We could be on the cusp of that now, with economists anticipating further loosening on the horizon. Meanwhile, disinflation (and geopolitical uncertainty) could help strengthen the dollar, another important factor to weigh.

A weaker dollar tends to benefit large multinational companies. Not only does it stimulate export sales in foreign markets by making their products less expensive (and thus more competitive) in local currencies, but it also provides a currency translation tailwind/bump when all those euros and yen are converted back into greenbacks.

So it follows that a stronger dollar does the opposite, turning those tailwinds into headwinds… and thus favoring smaller companies that are more attuned to the U.S. economy.

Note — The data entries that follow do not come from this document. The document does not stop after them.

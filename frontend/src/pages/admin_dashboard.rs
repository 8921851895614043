//! Staff dashboard: counters, leaders, the link review queue, withdrawal
//! processing and per-press-release publication stats.

use common::events::{EventKind, Subscription};
use common::model::dashboard::{AdminDashboard, PressReleaseStats};
use common::model::page::{ListQuery, Page};
use common::model::published_link::{LinkStatus, PublishedLink};
use common::model::withdrawal::WithdrawalStatus;
use yew::prelude::*;

use crate::app::{app_context, AppContext};
use crate::components::format::{format_day, format_ksh, format_points, or_dash};
use crate::components::forms::select_field;
use crate::components::resource_list::ResourcePage;
use crate::components::toast::toast_api_error;
use crate::http::{api, ApiError};
use crate::resources::link_status_badge;
use crate::resources::pending_links::PendingLinks;
use crate::resources::withdrawals::{StatusFilter, Withdrawals};

#[derive(Debug, Clone, Copy, PartialEq, Eq)]
pub enum Tab {
    Links,
    Withdrawals,
    Stats,
}

impl Tab {
    const ALL: [Tab; 3] = [Tab::Links, Tab::Withdrawals, Tab::Stats];

    fn label(&self) -> &'static str {
        match self {
            Tab::Links => "Pending links",
            Tab::Withdrawals => "Withdrawals",
            Tab::Stats => "Press release stats",
        }
    }
}

pub enum Msg {
    Load,
    Loaded(Result<AdminDashboard, ApiError>),
    LinksLoaded(Result<Page<PublishedLink>, ApiError>),
    SetTab(Tab),
    StatusFilter(String),
    PickRelease(String),
    StatsLoaded(String, Result<PressReleaseStats, ApiError>),
}

pub struct AdminDashboardPage {
    context: AppContext,
    dashboard: Option<AdminDashboard>,
    error: Option<String>,
    tab: Tab,
    status: StatusFilter,
    /// `(id, title)` of every press release with at least one published link.
    releases: Vec<(String, String)>,
    selected: String,
    stats: Option<PressReleaseStats>,
    stats_loading: bool,
    _subscription: Subscription,
}

/// Press releases referenced by `links`, first occurrence first.
pub fn releases_with_links(links: &[PublishedLink]) -> Vec<(String, String)> {
    let mut releases: Vec<(String, String)> = Vec::new();
    for link in links {
        if link.press_release.is_empty() || releases.iter().any(|(id, _)| *id == link.press_release) {
            continue;
        }
        let title = if link.press_release_title.trim().is_empty() {
            link.press_release.clone()
        } else {
            link.press_release_title.trim().to_string()
        };
        releases.push((link.press_release.clone(), title));
    }
    releases
}

fn counter(label: &str, value: String) -> Html {
    html! {
        <div class="stat-card">
            <span class="stat-label">{ label }</span>
            <span class="stat-value">{ value }</span>
        </div>
    }
}

impl AdminDashboardPage {
    fn build_counters(&self) -> Html {
        let Some(dashboard) = &self.dashboard else {
            return html! {};
        };
        html! {
            <div class="stat-cards">
                { counter("Pending links", dashboard.pending_links.to_string()) }
                { counter("Pending withdrawals", dashboard.pending_withdrawals.to_string()) }
                { counter("Points awarded", format_points(dashboard.total_points_awarded)) }
                { counter("Points withdrawn", format_points(dashboard.total_points_withdrawn)) }
                { counter("Paid out", format_ksh(dashboard.total_ksh_processed)) }
            </div>
        }
    }

    fn build_leaders(&self) -> Html {
        let leaders = self.dashboard.as_ref().map(|d| d.top_journalists.as_slice()).unwrap_or_default();
        if leaders.is_empty() {
            return html! {};
        }
        html! {
            <section class="panel">
                <h2>{ "Top journalists" }</h2>
                <table class="data-table">
                    <thead>
                        <tr><th>{ "#" }</th><th>{ "Name" }</th><th>{ "Email" }</th><th>{ "Points" }</th></tr>
                    </thead>
                    <tbody>
                        { for leaders.iter().enumerate().map(|(rank, leader)| html! {
                            <tr>
                                <td>{ (rank + 1).to_string() }</td>
                                <td>{ or_dash(&leader.name).to_string() }</td>
                                <td>{ or_dash(&leader.email).to_string() }</td>
                                <td>{ format_points(leader.points) }</td>
                            </tr>
                        }) }
                    </tbody>
                </table>
            </section>
        }
    }

    fn build_withdrawals(&self, ctx: &Context<Self>) -> Html {
        let options: Vec<(String, String)> = WithdrawalStatus::ALL
            .iter()
            .map(|status| (status.as_str().to_string(), status.label().to_string()))
            .collect();
        let current = self.status.0.map_or("", |status| status.as_str());
        html! {
            <>
                <div class="page-actions">
                    { select_field("Status", current, Some("All statuses"), &options, ctx.link().callback(Msg::StatusFilter)) }
                </div>
                <ResourcePage<Withdrawals> filter={self.status} />
            </>
        }
    }

    fn build_stats(&self, ctx: &Context<Self>) -> Html {
        if self.releases.is_empty() {
            return html! { <div class="list-state empty">{ "No press release has published links yet." }</div> };
        }
        let picker = select_field(
            "Press release",
            &self.selected,
            Some("Choose a press release"),
            &self.releases,
            ctx.link().callback(Msg::PickRelease),
        );
        let body = match (&self.stats, self.stats_loading) {
            (_, true) => html! { <div class="list-state"><div class="spinner" /></div> },
            (Some(stats), false) => build_stats_body(stats),
            (None, false) => html! {},
        };
        html! {
            <section class="panel stats-panel">
                { picker }
                { body }
            </section>
        }
    }
}

fn build_stats_body(stats: &PressReleaseStats) -> Html {
    let links = &stats.press_release.published_links;
    html! {
        <>
            <div class="stat-cards">
                { for LinkStatus::ALL.iter().map(|status| counter(status.label(), stats.links_with(*status).to_string())) }
                { counter("Journalists reached", stats.journalists_shared.to_string()) }
                { counter("Journalists published", stats.journalists_published.to_string()) }
                { counter("Engagement", format!("{:.1}%", stats.engagement_rate)) }
            </div>
            if links.is_empty() {
                <div class="list-state empty">{ "No links submitted for this press release." }</div>
            } else {
                <table class="data-table">
                    <thead>
                        <tr>
                            <th>{ "Journalist" }</th>
                            <th>{ "Title" }</th>
                            <th>{ "Link" }</th>
                            <th>{ "Published" }</th>
                            <th>{ "Status" }</th>
                        </tr>
                    </thead>
                    <tbody>
                        { for links.iter().map(|link| html! {
                            <tr key={link.id.clone()}>
                                <td>{ or_dash(&link.journalist_name).to_string() }</td>
                                <td>{ or_dash(&link.title).to_string() }</td>
                                <td><a href={link.url.clone()} target="_blank" rel="noopener">{ link.url.clone() }</a></td>
                                <td>{ format_day(link.publication_date) }</td>
                                <td>{ link_status_badge(link.status) }</td>
                            </tr>
                        }) }
                    </tbody>
                </table>
            }
        </>
    }
}

impl Component for AdminDashboardPage {
    type Message = Msg;
    type Properties = ();

    fn create(ctx: &Context<Self>) -> Self {
        let context = app_context(ctx);
        let link = ctx.link().clone();
        let subscription = context
            .bus
            .on(EventKind::ReloadDashboard, move |_| link.send_message(Msg::Load));
        ctx.link().send_message(Msg::Load);
        Self {
            context,
            dashboard: None,
            error: None,
            tab: Tab::Links,
            status: StatusFilter::default(),
            releases: Vec::new(),
            selected: String::new(),
            stats: None,
            stats_loading: false,
            _subscription: subscription,
        }
    }

    fn update(&mut self, ctx: &Context<Self>, msg: Self::Message) -> bool {
        match msg {
            Msg::Load => {
                let client = self.context.client.clone();
                ctx.link().send_future(async move { Msg::Loaded(api::admin_dashboard(&client).await) });
                let client = self.context.client.clone();
                ctx.link().send_future(async move {
                    Msg::LinksLoaded(api::list_published_links(&client, &ListQuery::default(), None).await)
                });
                if !self.selected.is_empty() {
                    ctx.link().send_message(Msg::PickRelease(self.selected.clone()));
                }
                false
            }
            Msg::Loaded(Ok(dashboard)) => {
                self.dashboard = Some(dashboard);
                self.error = None;
                true
            }
            Msg::Loaded(Err(error)) => {
                log::warn!("admin dashboard failed: {error}");
                self.error = Some(error.to_string());
                true
            }
            Msg::LinksLoaded(Ok(page)) => {
                self.releases = releases_with_links(&page.results);
                true
            }
            Msg::LinksLoaded(Err(error)) => {
                log::warn!("published links for stats failed: {error}");
                false
            }
            Msg::SetTab(tab) => {
                self.tab = tab;
                true
            }
            Msg::StatusFilter(value) => {
                self.status = StatusFilter(WithdrawalStatus::from_filter(&value));
                true
            }
            Msg::PickRelease(id) => {
                self.selected = id.clone();
                if id.is_empty() {
                    self.stats = None;
                    self.stats_loading = false;
                    return true;
                }
                self.stats_loading = true;
                let client = self.context.client.clone();
                ctx.link().send_future(async move {
                    let result = api::press_release_stats(&client, &id).await;
                    Msg::StatsLoaded(id, result)
                });
                true
            }
            Msg::StatsLoaded(id, result) => {
                if id != self.selected {
                    log::debug!("dropping stats of {id}, {} is selected", self.selected);
                    return false;
                }
                self.stats_loading = false;
                match result {
                    Ok(stats) => self.stats = Some(stats),
                    Err(error) => {
                        log::warn!("stats of {id} failed: {error}");
                        self.stats = None;
                        toast_api_error("Failed to load the statistics", &error);
                    }
                }
                true
            }
        }
    }

    fn view(&self, ctx: &Context<Self>) -> Html {
        let link = ctx.link();
        html! {
            <div class="page dashboard-page">
                <header class="page-header">
                    <h1>{ "Admin dashboard" }</h1>
                </header>
                if let Some(error) = &self.error {
                    <div class="list-state error">
                        <p>{ error }</p>
                        <button class="btn btn-outline" onclick={link.callback(|_| Msg::Load)}>{ "Retry" }</button>
                    </div>
                }
                { self.build_counters() }
                { self.build_leaders() }
                <div class="tabs">
                    { for Tab::ALL.iter().map(|tab| {
                        let tab = *tab;
                        html! {
                            <button
                                class={classes!("tab", (self.tab == tab).then_some("active"))}
                                onclick={link.callback(move |_| Msg::SetTab(tab))}
                            >
                                { tab.label() }
                            </button>
                        }
                    }) }
                </div>
                {
                    match self.tab {
                        Tab::Links => html! { <ResourcePage<PendingLinks> /> },
                        Tab::Withdrawals => self.build_withdrawals(ctx),
                        Tab::Stats => self.build_stats(ctx),
                    }
                }
            </div>
        }
    }
}

#[cfg(test)]
mod tests {
    use super::*;

    fn link(id: &str, release: &str, title: &str) -> PublishedLink {
        PublishedLink {
            id: id.into(),
            press_release: release.into(),
            press_release_title: title.into(),
            ..Default::default()
        }
    }

    #[test]
    fn releases_are_listed_once_in_first_seen_order() {
        let links = vec![
            link("l1", "pr2", "Solar farm opens"),
            link("l2", "pr1", ""),
            link("l3", "pr2", "Solar farm opens"),
            link("l4", "", "orphan"),
        ];
        assert_eq!(
            releases_with_links(&links),
            vec![
                ("pr2".to_string(), "Solar farm opens".to_string()),
                ("pr1".to_string(), "pr1".to_string()),
            ]
        );
    }
}
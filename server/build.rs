use std::fs;
use std::path::Path;

fn main() {
    let out_dir = Path::new("static");
    let dist_dir = Path::new("../frontend/dist");

    if dist_dir.exists() {
        let _ = fs::remove_dir_all(out_dir);
        fs::create_dir_all(out_dir).unwrap();
        fs_extra::dir::copy(
            dist_dir,
            out_dir,
            &fs_extra::dir::CopyOptions::new().overwrite(true).copy_inside(true),
        )
        .unwrap();
    }
    // `include_dir!` needs the directory even before the first frontend build.
    fs::create_dir_all(out_dir.join("dist")).unwrap();
    println!("cargo:rerun-if-changed=../frontend/dist");
}
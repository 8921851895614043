//! Server settings read from the environment (and a `.env` file, if any).
//!
//! | Variable | Default |
//! |---|---|
//! | `WEZAWIRE_HOST` | `127.0.0.1` |
//! | `WEZAWIRE_PORT` | `8080` |
//! | `WEZAWIRE_API_URL` | `http://localhost:8000/api/` |
//! | `WEZAWIRE_LOG_LEVEL` | `info` |
//! | `WEZAWIRE_OPEN_BROWSER` | `false` |

use thiserror::Error;

const DEFAULT_HOST: &str = "127.0.0.1";
const DEFAULT_PORT: u16 = 8080;
const DEFAULT_API_URL: &str = "http://localhost:8000/api/";
const DEFAULT_LOG_LEVEL: &str = "info";

#[derive(Debug, Error, PartialEq, Eq)]
pub enum ConfigError {
    #[error("WEZAWIRE_PORT must be a port number, got `{0}`")]
    InvalidPort(String),
    #[error("{name} must be true or false, got `{value}`")]
    InvalidFlag { name: &'static str, value: String },
    #[error("WEZAWIRE_API_URL must not be empty")]
    EmptyApiUrl,
}

#[derive(Debug, Clone, PartialEq, Eq)]
pub struct ServerConfig {
    pub host: String,
    pub port: u16,
    pub api_url: String,
    pub log_level: String,
    pub open_browser: bool,
}

impl Default for ServerConfig {
    fn default() -> Self {
        Self {
            host: DEFAULT_HOST.to_string(),
            port: DEFAULT_PORT,
            api_url: DEFAULT_API_URL.to_string(),
            log_level: DEFAULT_LOG_LEVEL.to_string(),
            open_browser: false,
        }
    }
}

impl ServerConfig {
    pub fn from_env() -> Result<Self, ConfigError> {
        Self::from_lookup(|name| std::env::var(name).ok())
    }

    /// Builds the configuration from any variable source; blank values count
    /// as unset.
    pub fn from_lookup(lookup: impl Fn(&str) -> Option<String>) -> Result<Self, ConfigError> {
        let read = |name: &str| lookup(name).map(|value| value.trim().to_string()).filter(|value| !value.is_empty());
        let defaults = Self::default();

        let port = match read("WEZAWIRE_PORT") {
            Some(raw) => raw.parse::<u16>().map_err(|_| ConfigError::InvalidPort(raw))?,
            None => defaults.port,
        };
        let open_browser = match read("WEZAWIRE_OPEN_BROWSER") {
            Some(raw) => parse_flag("WEZAWIRE_OPEN_BROWSER", &raw)?,
            None => defaults.open_browser,
        };
        let api_url = match lookup("WEZAWIRE_API_URL") {
            Some(raw) if raw.trim().is_empty() => return Err(ConfigError::EmptyApiUrl),
            Some(raw) => raw.trim().to_string(),
            None => defaults.api_url,
        };

        Ok(Self {
            host: read("WEZAWIRE_HOST").unwrap_or(defaults.host),
            port,
            api_url,
            log_level: read("WEZAWIRE_LOG_LEVEL").unwrap_or(defaults.log_level),
            open_browser,
        })
    }

    pub fn url(&self) -> String {
        format!("http://{}:{}", self.host, self.port)
    }
}

fn parse_flag(name: &'static str, raw: &str) -> Result<bool, ConfigError> {
    match raw.to_ascii_lowercase().as_str() {
        "1" | "true" | "yes" | "on" => Ok(true),
        "0" | "false" | "no" | "off" => Ok(false),
        _ => Err(ConfigError::InvalidFlag {
            name,
            value: raw.to_string(),
        }),
    }
}

#[cfg(test)]
mod tests {
    use super::*;
    use std::collections::HashMap;

    fn lookup(vars: &[(&str, &str)]) -> impl Fn(&str) -> Option<String> {
        let vars: HashMap<String, String> = vars.iter().map(|(k, v)| (k.to_string(), v.to_string())).collect();
        move |name| vars.get(name).cloned()
    }

    #[test]
    fn defaults_apply_when_nothing_is_set() {
        assert_eq!(ServerConfig::from_lookup(lookup(&[])), Ok(ServerConfig::default()));
    }

    #[test]
    fn reads_every_variable() {
        let config = ServerConfig::from_lookup(lookup(&[
            ("WEZAWIRE_HOST", "0.0.0.0"),
            ("WEZAWIRE_PORT", "9000"),
            ("WEZAWIRE_API_URL", "https://api.wezawire.com/api/"),
            ("WEZAWIRE_LOG_LEVEL", "debug"),
            ("WEZAWIRE_OPEN_BROWSER", "yes"),
        ]))
        .unwrap();
        assert_eq!(config.url(), "http://0.0.0.0:9000");
        assert_eq!(config.api_url, "https://api.wezawire.com/api/");
        assert_eq!(config.log_level, "debug");
        assert!(config.open_browser);
    }

    #[test]
    fn invalid_values_are_reported() {
        assert_eq!(
            ServerConfig::from_lookup(lookup(&[("WEZAWIRE_PORT", "eighty")])),
            Err(ConfigError::InvalidPort("eighty".into()))
        );
        assert_eq!(
            ServerConfig::from_lookup(lookup(&[("WEZAWIRE_OPEN_BROWSER", "maybe")])),
            Err(ConfigError::InvalidFlag {
                name: "WEZAWIRE_OPEN_BROWSER",
                value: "maybe".into()
            })
        );
        assert_eq!(
            ServerConfig::from_lookup(lookup(&[("WEZAWIRE_API_URL", "  ")])),
            Err(ConfigError::EmptyApiUrl)
        );
    }
}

We can put a number to this as well. Perritt Capital Management found that in periods when the dollar gains 15% against a basket of foreign currencies, the Russell 2000 outruns the S&P 500 by 13.2% to 10.3% annually.

Finally, as with previous market dislocations, the flood of investor capital being poured into large caps has inflated valuations — leaving many small caps trading at a pronounced discount. I think we've seen this before.

There's an old axiom that history doesn't repeat itself, but it does often rhyme. So while today's Magnificent Seven may not befall the same fate as the Nifty Fifty, it's easy to see why research outlets such as Morningstar see another "Reversal of Fortune" for smaller stocks.

Continued unwinding of the AI mania that whipped up the mega-cap froth could be just such a catalyst.

That's why I've been steering readers towards Royce Small-Cap Trust (NYSE: RVT). The boutique asset management shop is a pioneer in this space and devotes nearly all its analytical heft to this one asset class. Launched in 1986, this was the first closed-end fund dedicated strictly to the small-cap universe.

With a focus on undervalued businesses that produce high returns on invested capital (RoIC), RVT has outperformed the benchmark Russell 2000 Index over the trailing one-, three-, five-, 10-, 15-, 20-, and 30-year periods. Over that time frame, the fund would have turned a $10,000 investment into $430,000.